Saved data entries
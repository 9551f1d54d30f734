//! Turns a raw provider response into a [`RawProviderResponse`].
//!
//! The provider answers with a single JSON document, a `multipart/mixed` body or a
//! server-sent event stream; legacy endpoints stream newline-delimited JSON. All four
//! are normalized here. Decoding is pure, so the same input always yields the same
//! result, and failures come back as a [`DecodeFailure`] value instead of a panic.

use serde_json::Value;
use std::fmt;

use crate::extract;
use crate::types::{RawProviderResponse, Transport};

const EXCERPT_LIMIT: usize = 500;

/// Why a response could not be decoded.
#[derive(Debug, Clone, Copy, PartialEq, Eq)]
pub enum DecodeFailureKind {
    /// The provider answered with a non-success HTTP status.
    HttpStatus,
    /// The body was empty.
    EmptyBody,
    /// The body did not contain any usable JSON.
    Malformed,
    /// The body only carried GraphQL errors.
    GraphQl,
}

/// A failed decode, carrying enough context to log or report it.
#[derive(Debug, Clone, PartialEq, Eq)]
pub struct DecodeFailure {
    pub kind: DecodeFailureKind,
    pub status: u16,
    pub excerpt: String,
}

impl fmt::Display for DecodeFailure {
    fn fmt(&self, f: &mut fmt::Formatter<'_>) -> fmt::Result {
        let what = match self.kind {
            DecodeFailureKind::HttpStatus => "provider returned an error status",
            DecodeFailureKind::EmptyBody => "provider returned an empty body",
            DecodeFailureKind::Malformed => "provider response was not valid JSON",
            DecodeFailureKind::GraphQl => "provider returned GraphQL errors",
        };
        write!(f, "{what} (status {}): {}", self.status, self.excerpt)
    }
}

impl std::error::Error for DecodeFailure {}

impl DecodeFailure {
    fn new(kind: DecodeFailureKind, status: u16, body: &str) -> Self {
        Self {
            kind,
            status,
            excerpt: excerpt(body),
        }
    }

    pub fn is_retryable(&self) -> bool {
        match self.kind {
            DecodeFailureKind::HttpStatus => self.status == 429 || self.status >= 500,
            DecodeFailureKind::EmptyBody => true,
            DecodeFailureKind::Malformed | DecodeFailureKind::GraphQl => false,
        }
    }
}

/// The first [`EXCERPT_LIMIT`] characters of `body`.
pub fn excerpt(body: &str) -> String {
    let trimmed = body.trim();
    match trimmed.char_indices().nth(EXCERPT_LIMIT) {
        Some((cut, _)) => format!("{}...", &trimmed[..cut]),
        None => trimmed.to_string(),
    }
}

/// Picks the transport from the `Content-Type`, sniffing the body when the header is
/// missing or generic.
pub fn detect_transport(content_type: Option<&str>, body: &str) -> Transport {
    let content_type = content_type.unwrap_or_default().to_ascii_lowercase();
    if content_type.contains("multipart/mixed") {
        return Transport::Multipart;
    }
    if content_type.contains("text/event-stream") {
        return Transport::EventStream;
    }
    let start = body.trim_start();
    if start.starts_with("event:") || start.starts_with("data:") {
        Transport::EventStream
    } else {
        Transport::Json
    }
}

/// Decodes one provider response.
pub fn decode(
    status: u16,
    content_type: Option<&str>,
    body: &str,
) -> Result<RawProviderResponse, DecodeFailure> {
    if !(200..300).contains(&status) {
        return Err(DecodeFailure::new(DecodeFailureKind::HttpStatus, status, body));
    }
    if body.trim().is_empty() {
        return Err(DecodeFailure::new(DecodeFailureKind::EmptyBody, status, body));
    }

    match detect_transport(content_type, body) {
        Transport::Multipart => decode_multipart(status, content_type.unwrap_or_default(), body),
        Transport::EventStream => {
            let events = event_payloads(body);
            fold_documents(Transport::EventStream, status, body, events)
        }
        Transport::Json => match serde_json::from_str::<Value>(body.trim()) {
            Ok(document) => single_document(Transport::Json, status, body, document),
            Err(_) => {
                // Legacy streaming endpoints send one JSON document per line.
                let lines = body
                    .lines()
                    .filter_map(|line| serde_json::from_str::<Value>(line.trim()).ok())
                    .collect::<Vec<_>>();
                fold_documents(Transport::Json, status, body, lines)
            }
        },
    }
}

fn graphql_errors(document: &Value) -> Option<String> {
    let has_data = document.get("data").is_some_and(|data| !data.is_null());
    let errors = document.get("errors")?.as_array()?;
    if has_data || errors.is_empty() {
        return None;
    }
    Some(
        errors
            .iter()
            .filter_map(|e| e.get("message").and_then(Value::as_str))
            .collect::<Vec<_>>()
            .join("; "),
    )
}

fn single_document(
    transport: Transport,
    status: u16,
    body: &str,
    document: Value,
) -> Result<RawProviderResponse, DecodeFailure> {
    if let Some(message) = graphql_errors(&document) {
        let detail = if message.is_empty() { body } else { message.as_str() };
        return Err(DecodeFailure::new(DecodeFailureKind::GraphQl, status, detail));
    }
    let mut response = RawProviderResponse::empty(transport, status);
    apply_document(&mut response, &document);
    Ok(response)
}

/// Folds a sequence of documents into one running result. Later documents add new
/// placeholders, fill missing urls and update the streaming state.
fn fold_documents(
    transport: Transport,
    status: u16,
    body: &str,
    documents: Vec<Value>,
) -> Result<RawProviderResponse, DecodeFailure> {
    if documents.is_empty() {
        return Err(DecodeFailure::new(DecodeFailureKind::Malformed, status, body));
    }
    let mut response = RawProviderResponse::empty(transport, status);
    for document in &documents {
        apply_document(&mut response, document);
    }
    Ok(response)
}

fn apply_document(response: &mut RawProviderResponse, document: &Value) {
    if let Some((strategy, placeholders)) = extract::extract_media(document) {
        response.strategy.get_or_insert(strategy);
        response.merge_placeholders(placeholders);
    }
    if let Some(id) = extract::conversation_id(document) {
        response.conversation_id.get_or_insert(id);
    }
    if let Some(state) = extract::streaming_state(document) {
        response.streaming_state = Some(state);
    }
    if let Some(text) = extract::assistant_text(document) {
        response.text = Some(text);
    }
}

/// JSON payloads of every `data:` line in an event stream. Multi-line data fields are
/// joined; non-JSON payloads such as `[DONE]` are skipped.
fn event_payloads(body: &str) -> Vec<Value> {
    let mut payloads = Vec::new();
    let mut data = String::new();

    let mut flush = |data: &mut String| {
        if !data.is_empty() {
            if let Ok(value) = serde_json::from_str::<Value>(data.trim()) {
                payloads.push(value);
            }
            data.clear();
        }
    };

    for line in body.lines() {
        let line = line.trim_end_matches('\r');
        if line.is_empty() {
            flush(&mut data);
        } else if let Some(rest) = line.strip_prefix("data:") {
            if !data.is_empty() {
                data.push('\n');
            }
            data.push_str(rest.strip_prefix(' ').unwrap_or(rest));
        }
        // `event:`, `id:`, `retry:` and comments carry nothing we need.
    }
    flush(&mut data);
    payloads
}

fn multipart_boundary(content_type: &str) -> Option<String> {
    content_type.split(';').find_map(|param| {
        let (key, value) = param.trim().split_once('=')?;
        key.eq_ignore_ascii_case("boundary")
            .then(|| value.trim().trim_matches('"').to_string())
    })
}

/// Parses a `multipart/mixed` body. The first section with a `data` key is canonical;
/// sections that fail to parse are skipped.
fn decode_multipart(
    status: u16,
    content_type: &str,
    body: &str,
) -> Result<RawProviderResponse, DecodeFailure> {
    let boundary = multipart_boundary(content_type).or_else(|| {
        body.trim_start()
            .lines()
            .next()
            .and_then(|line| line.strip_prefix("--"))
            .map(|b| b.trim().to_string())
    });
    let Some(boundary) = boundary.filter(|b| !b.is_empty()) else {
        return Err(DecodeFailure::new(DecodeFailureKind::Malformed, status, body));
    };

    let delimiter = format!("--{boundary}");
    let sections: Vec<Value> = body
        .split(delimiter.as_str())
        .filter_map(|section| {
            let start = section.find('{')?;
            let end = section.rfind('}')?;
            (end >= start)
                .then(|| serde_json::from_str::<Value>(&section[start..=end]).ok())
                .flatten()
        })
        .collect();

    let canonical = sections.iter().find(|section| section.get("data").is_some());
    match canonical {
        Some(document) => single_document(Transport::Multipart, status, body, document.clone()),
        None => Err(DecodeFailure::new(DecodeFailureKind::Malformed, status, body)),
    }
}

#[cfg(test)]
mod tests {
    use super::*;
    use crate::types::MediaKind;

    const MULTIPART_BODY: &str = "\r\n--graphql\r\ncontent-type: application/json\r\n\r\n{\"data\":{\"xfb_imagine_send_message\":{\"messages\":{\"edges\":[{\"node\":{\"content\":{\"imagine_media\":{\"images\":{\"nodes\":[{\"id\":\"42\",\"uri\":null}]}}}}}]}}}}\r\n--graphql\r\ncontent-type: application/json\r\n\r\n{\"incremental\":[],\"hasNext\":false}\r\n--graphql--\r\n";

    const EVENT_STREAM: &str = "event: message\ndata: {\"type\":\"media_generated\",\"mediaIds\":[\"1\",\"2\"],\"conversationId\":\"conv-9\"}\n\nevent: message\ndata: {\"type\":\"media_generated\",\"mediaIds\":[\"2\",\"3\"]}\n\nevent: done\ndata: {\"streaming_state\":\"OVERALL_DONE\"}\n\ndata: [DONE]\n\n";

    #[test]
    fn multipart_uses_first_section_with_data() {
        let decoded =
            decode(200, Some("multipart/mixed; boundary=\"graphql\""), MULTIPART_BODY).unwrap();
        assert_eq!(decoded.transport, Transport::Multipart);
        assert_eq!(decoded.placeholders.len(), 1);
        assert_eq!(decoded.placeholders[0].id, "42");
        assert!(!decoded.placeholders[0].is_resolved());
        assert_eq!(decoded.strategy, Some("send_message_edges"));
    }

    #[test]
    fn multipart_skips_garbage_sections() {
        let body = "--b\r\n\r\n{not json}\r\n--b\r\n\r\n{\"data\":{\"xfb_imagine_send_message\":{\"messages\":{\"edges\":[]}}}}\r\n--b--";
        let decoded = decode(200, Some("multipart/mixed; boundary=b"), body).unwrap();
        assert!(decoded.placeholders.is_empty());
    }

    #[test]
    fn event_stream_is_folded_and_idempotent() {
        let first = decode(200, Some("text/event-stream"), EVENT_STREAM).unwrap();
        let second = decode(200, Some("text/event-stream"), EVENT_STREAM).unwrap();
        assert_eq!(first, second);

        let ids: Vec<_> = first.placeholders.iter().map(|p| p.id.as_str()).collect();
        assert_eq!(ids, vec!["1", "2", "3"]);
        assert!(first.placeholders.iter().all(|p| p.kind == MediaKind::Video));
        assert_eq!(first.conversation_id.as_deref(), Some("conv-9"));
        assert_eq!(first.streaming_state.as_deref(), Some("OVERALL_DONE"));
    }

    #[test]
    fn event_stream_is_sniffed_without_content_type() {
        let decoded = decode(200, None, EVENT_STREAM).unwrap();
        assert_eq!(decoded.transport, Transport::EventStream);
    }

    #[test]
    fn newline_delimited_json_is_folded() {
        let body = concat!(
            "{\"data\":{\"node\":{\"bot_response_message\":{\"id\":\"c_1_2\",\"streaming_state\":\"STREAMING\",\"composed_text\":{\"content\":[{\"text\":\"Hel\"}]}}}}}\n",
            "{\"data\":{\"node\":{\"bot_response_message\":{\"id\":\"c_1_2\",\"streaming_state\":\"OVERALL_DONE\",\"composed_text\":{\"content\":[{\"text\":\"Hello\"}]}}}}}\n"
        );
        let decoded = decode(200, Some("application/json"), body).unwrap();
        assert_eq!(decoded.text.as_deref(), Some("Hello"));
        assert_eq!(decoded.streaming_state.as_deref(), Some("OVERALL_DONE"));
        assert_eq!(decoded.conversation_id.as_deref(), Some("c"));
    }

    #[test]
    fn error_status_and_empty_body_are_values() {
        let failure = decode(502, Some("text/html"), "<html>Bad gateway</html>").unwrap_err();
        assert_eq!(failure.kind, DecodeFailureKind::HttpStatus);
        assert_eq!(failure.status, 502);
        assert!(failure.is_retryable());

        let failure = decode(200, Some("application/json"), "   ").unwrap_err();
        assert_eq!(failure.kind, DecodeFailureKind::EmptyBody);
    }

    #[test]
    fn malformed_json_is_reported() {
        let failure = decode(200, Some("application/json"), "<html>oops</html>").unwrap_err();
        assert_eq!(failure.kind, DecodeFailureKind::Malformed);
        assert!(!failure.is_retryable());
    }

    #[test]
    fn graphql_errors_without_data_fail() {
        let body = r#"{"errors":[{"message":"Rate limit"}],"data":null}"#;
        let failure = decode(200, Some("application/json"), body).unwrap_err();
        assert_eq!(failure.kind, DecodeFailureKind::GraphQl);
        assert_eq!(failure.excerpt, "Rate limit");
    }

    #[test]
    fn excerpt_is_truncated_on_char_boundary() {
        let long = "é".repeat(800);
        let cut = excerpt(&long);
        assert!(cut.ends_with("..."));
        assert_eq!(cut.chars().count(), EXCERPT_LIMIT + 3);
    }
}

● **Work order**
All lines with the string "HttpStatus" must be copied from the data.

● **Solution to the problem**
    HttpStatus,
            DecodeFailureKind::HttpStatus => "provider returned an error status",
            DecodeFailureKind::HttpStatus => self.status == 429 || self.status >= 500,
        return Err(DecodeFailure::new(DecodeFailureKind::HttpStatus, status, body));
        assert_eq!(failure.kind, DecodeFailureKind::HttpStatus);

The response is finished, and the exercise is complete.